[PROBLEM STATEMENT]
Wherever "realized" appears in a line of the listing, report that line.

━━ DATA SECTION ━━

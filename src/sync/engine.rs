use std::collections::BTreeSet;
use std::sync::atomic::AtomicBool;
use std::sync::atomic::Ordering;
use std::sync::Arc;

use bytes::Bytes;
use parking_lot::Mutex;
use parking_lot::RwLock;
use tokio::sync::watch;
use tokio::task::JoinHandle;
use tracing::debug;
use tracing::info;
use tracing::warn;

use super::dispatcher::Dispatcher;
use crate::client::CoordinationClient;
use crate::client::CreateMode;
use crate::client::NotificationReceiver;
use crate::client::Stat;
use crate::constants::ROOT_PATH;
use crate::event::EventBus;
use crate::path::ancestors;
use crate::path::get_parent;
use crate::path::join;
use crate::path::validate_path;
use crate::Error;
use crate::Listener;
use crate::Mirror;
use crate::MirrorConfig;
use crate::Node;
use crate::RemoteError;
use crate::Result;

/// Keeps a local mirror of the whole remote namespace.
///
/// Reads are served from the mirror; mutations go straight to the remote
/// service and become visible locally only once the corresponding watch
/// notification has been processed by the background dispatcher.
///
/// # Basic Usage
/// ```ignore
/// let namespace = MemoryNamespace::new();
/// let (session, notifications) = namespace.connect();
/// let engine = MirrorEngine::new(Arc::new(session), notifications, MirrorConfig::default());
///
/// engine.add_listener(Arc::new(|e: &Event| println!("{} {}", e.event_type, e.path)));
/// engine.watch().await?;
///
/// engine.create_persistent("/services/api").await?;
/// ```
pub struct MirrorEngine<C>
where C: CoordinationClient
{
    client: Arc<C>,
    mirror: Arc<RwLock<Mirror>>,
    bus: Arc<EventBus>,
    expired: Arc<AtomicBool>,
    config: MirrorConfig,

    // Handed to the dispatcher by the first watch()
    notifications: Mutex<Option<NotificationReceiver>>,
    shutdown_signal: watch::Sender<()>,
    worker: Mutex<Option<JoinHandle<()>>>,
}

impl<C> std::fmt::Debug for MirrorEngine<C>
where C: CoordinationClient
{
    fn fmt(
        &self,
        f: &mut std::fmt::Formatter<'_>,
    ) -> std::fmt::Result {
        f.debug_struct("MirrorEngine")
            .field("session_id", &self.client.session_id())
            .field("nodes", &self.mirror.read().len())
            .field("expired", &self.expired.load(Ordering::Acquire))
            .finish()
    }
}

impl<C> MirrorEngine<C>
where C: CoordinationClient
{
    pub fn new(
        client: Arc<C>,
        notifications: NotificationReceiver,
        config: MirrorConfig,
    ) -> Self {
        let (shutdown_signal, _) = watch::channel(());
        Self {
            client,
            mirror: Arc::new(RwLock::new(Mirror::new())),
            bus: Arc::new(EventBus::default()),
            expired: Arc::new(AtomicBool::new(false)),
            config,
            notifications: Mutex::new(Some(notifications)),
            shutdown_signal,
            worker: Mutex::new(None),
        }
    }

    pub fn session_id(&self) -> i64 {
        self.client.session_id()
    }

    pub fn config(&self) -> &MirrorConfig {
        &self.config
    }

    /// Registers a listener; it sees every event published after this call.
    pub fn add_listener(
        &self,
        listener: Arc<dyn Listener>,
    ) {
        self.bus.register(listener);
    }

    /// Loads the whole namespace and starts tracking it.
    ///
    /// Returns once the initial load has completed; every node present at
    /// that point has been announced with an `add` event, parents first.
    ///
    /// A load that fails for any other reason than session expiry is rolled
    /// back, each node it announced followed by a `delete`, and `watch()` may
    /// be called again.
    ///
    /// # Errors
    /// - [`Error::AlreadyWatching`] if a previous call succeeded
    /// - [`Error::SessionExpired`] if the session died before or during the load
    /// - [`Error::RetryExhausted`] if the service stayed unreachable
    pub async fn watch(&self) -> Result<()> {
        self.ensure_live()?;
        let notifications = self.notifications.lock().take().ok_or(Error::AlreadyWatching)?;

        let mut dispatcher = Dispatcher::new(
            self.client.clone(),
            self.mirror.clone(),
            self.bus.clone(),
            self.expired.clone(),
            self.config.retry.clone(),
            notifications,
            self.shutdown_signal.subscribe(),
        );
        if let Err(e) = dispatcher.load().await {
            if !matches!(e, Error::SessionExpired) {
                warn!(error = %e, "Initial mirror load failed; rolling back");
                dispatcher.reset();
                *self.notifications.lock() = Some(dispatcher.into_notifications());
            }
            return Err(e);
        }

        let handle = tokio::spawn(dispatcher.run());
        *self.worker.lock() = Some(handle);
        info!(session_id = self.session_id(), "Mirror engine watching");
        Ok(())
    }

    /// Stops the dispatcher and waits for it to exit.
    pub async fn shutdown(&self) {
        let _ = self.shutdown_signal.send(());
        let worker = self.worker.lock().take();
        if let Some(handle) = worker {
            if let Err(e) = handle.await {
                warn!(error = %e, "Mirror dispatcher terminated abnormally");
            }
        }
        debug!(session_id = self.session_id(), "Mirror engine shut down");
    }

    pub fn is_session_expired(&self) -> bool {
        self.expired.load(Ordering::Acquire)
    }

    // ---------------------------------------------------------------------
    // Mirror reads

    /// Snapshot of every mirrored path.
    pub fn get_nodes(&self) -> BTreeSet<String> {
        self.mirror.read().paths()
    }

    pub fn contains(
        &self,
        path: &str,
    ) -> bool {
        self.mirror.read().contains(path)
    }

    /// Mirrored payload of `path`.
    pub fn get_data(
        &self,
        path: &str,
    ) -> Result<Bytes> {
        self.read_node(path, |node| node.data.clone())
    }

    pub fn get_stat(
        &self,
        path: &str,
    ) -> Result<Stat> {
        self.read_node(path, |node| node.stat)
    }

    /// Segment names of the mirrored children, lexicographically ordered.
    pub fn get_children(
        &self,
        path: &str,
    ) -> Result<Vec<String>> {
        self.read_node(path, |node| node.children.iter().cloned().collect())
    }

    fn read_node<T>(
        &self,
        path: &str,
        f: impl FnOnce(&Node) -> T,
    ) -> Result<T> {
        self.ensure_live()?;
        validate_path(path)?;
        self.mirror
            .read()
            .get(path)
            .map(f)
            .ok_or_else(|| Error::NotFound(path.to_string()))
    }

    // ---------------------------------------------------------------------
    // Remote mutations

    /// Creates `path` with empty data, creating missing ancestors as
    /// persistent nodes.
    ///
    /// Returns `false` if a non-sequential node already exists at `path`.
    pub async fn create(
        &self,
        path: &str,
        mode: CreateMode,
    ) -> Result<bool> {
        Ok(self.create_with_data(path, &[], mode).await?.is_some())
    }

    pub async fn create_persistent(
        &self,
        path: &str,
    ) -> Result<bool> {
        self.create(path, CreateMode::Persistent).await
    }

    /// Creates `path` with `data`.
    ///
    /// Returns the realized path, carrying the 10-digit suffix for sequential
    /// modes, or `None` if a non-sequential node already exists.
    pub async fn create_with_data(
        &self,
        path: &str,
        data: &[u8],
        mode: CreateMode,
    ) -> Result<Option<String>> {
        self.ensure_live()?;
        validate_path(path)?;
        if path == ROOT_PATH {
            return Err(Error::InvalidArgument("cannot create the root node".to_string()));
        }

        for ancestor in ancestors(path) {
            match self.client.create(&ancestor, &[], CreateMode::Persistent).await {
                Ok(_) => debug!(path = %ancestor, "Created missing ancestor"),
                Err(RemoteError::NodeExists(_)) => {}
                Err(e) => return Err(e.into()),
            }
        }

        match self.client.create(path, data, mode).await {
            Ok(realized) => {
                debug!(path, %realized, ?mode, "Node created");
                Ok(Some(realized))
            }
            Err(RemoteError::NodeExists(_)) if !mode.is_sequential() => Ok(None),
            Err(e) => Err(e.into()),
        }
    }

    /// Conditional write; `expected_version == -1` matches any version.
    ///
    /// # Errors
    /// - [`Error::VersionConflict`] if the remote version differs
    /// - [`Error::NotFound`] if `path` does not exist
    pub async fn set_data(
        &self,
        path: &str,
        expected_version: i32,
        data: impl Into<Bytes>,
    ) -> Result<Stat> {
        self.ensure_live()?;
        validate_path(path)?;
        let data = data.into();
        let stat = self.client.set_data(path, &data, expected_version).await?;
        Ok(stat)
    }

    /// Deletes `path` together with its remote subtree.
    pub async fn delete(
        &self,
        path: &str,
    ) -> Result<()> {
        self.ensure_live()?;
        validate_path(path)?;
        if path == ROOT_PATH {
            return Err(Error::InvalidArgument("cannot delete the root node".to_string()));
        }
        self.delete_tree(path).await
    }

    /// Deletes every child subtree of `path`, keeping `path` itself.
    pub async fn trim(
        &self,
        path: &str,
    ) -> Result<()> {
        self.ensure_live()?;
        validate_path(path)?;

        let children = self.client.get_children(path, false).await?;
        for child in children {
            self.delete_tree(&join(path, &child)).await?;
        }
        Ok(())
    }

    /// Deletes `path` and then every ancestor left without children.
    ///
    /// Returns the deepest surviving ancestor, `/` when the climb reached the
    /// root.
    pub async fn prune(
        &self,
        path: &str,
    ) -> Result<String> {
        self.ensure_live()?;
        validate_path(path)?;
        if path == ROOT_PATH {
            return Err(Error::InvalidArgument("cannot prune the root node".to_string()));
        }

        self.delete_tree(path).await?;

        let mut current = get_parent(path);
        while let Some(ancestor) = current {
            if ancestor == ROOT_PATH {
                break;
            }
            match self.client.get_children(ancestor, false).await {
                Ok(children) if !children.is_empty() => return Ok(ancestor.to_string()),
                Ok(_) => {}
                Err(RemoteError::NoNode(_)) => {}
                Err(e) => return Err(e.into()),
            }
            match self.client.delete(ancestor, None).await {
                Ok(()) | Err(RemoteError::NoNode(_)) => {}
                // Someone added a child in the meantime
                Err(RemoteError::NotEmpty(_)) => return Ok(ancestor.to_string()),
                Err(e) => return Err(e.into()),
            }
            current = get_parent(ancestor);
        }
        Ok(ROOT_PATH.to_string())
    }

    async fn delete_tree(
        &self,
        path: &str,
    ) -> Result<()> {
        // Pre-order listing; deleting it back to front removes leaves first
        let mut subtree = Vec::new();
        let mut stack = vec![path.to_string()];
        while let Some(current) = stack.pop() {
            match self.client.get_children(&current, false).await {
                Ok(children) => {
                    for child in children.iter().rev() {
                        stack.push(join(&current, child));
                    }
                    subtree.push(current);
                }
                Err(RemoteError::NoNode(_)) if current == path => {
                    return Err(Error::NotFound(path.to_string()));
                }
                Err(RemoteError::NoNode(_)) => {}
                Err(e) => return Err(e.into()),
            }
        }

        for node in subtree.iter().rev() {
            match self.client.delete(node, None).await {
                Ok(()) | Err(RemoteError::NoNode(_)) => {}
                Err(e) => return Err(e.into()),
            }
        }
        debug!(path, nodes = subtree.len(), "Subtree deleted");
        Ok(())
    }

    fn ensure_live(&self) -> Result<()> {
        if self.is_session_expired() {
            return Err(Error::SessionExpired);
        }
        Ok(())
    }
}

impl<C> Drop for MirrorEngine<C>
where C: CoordinationClient
{
    fn drop(&mut self) {
        let _ = self.shutdown_signal.send(());
    }
}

━━━

[SOLUTION FOR THIS TASK]
    /// Returns the realized path, carrying the 10-digit suffix for sequential
            Ok(realized) => {
                debug!(path, %realized, ?mode, "Node created");
                Ok(Some(realized))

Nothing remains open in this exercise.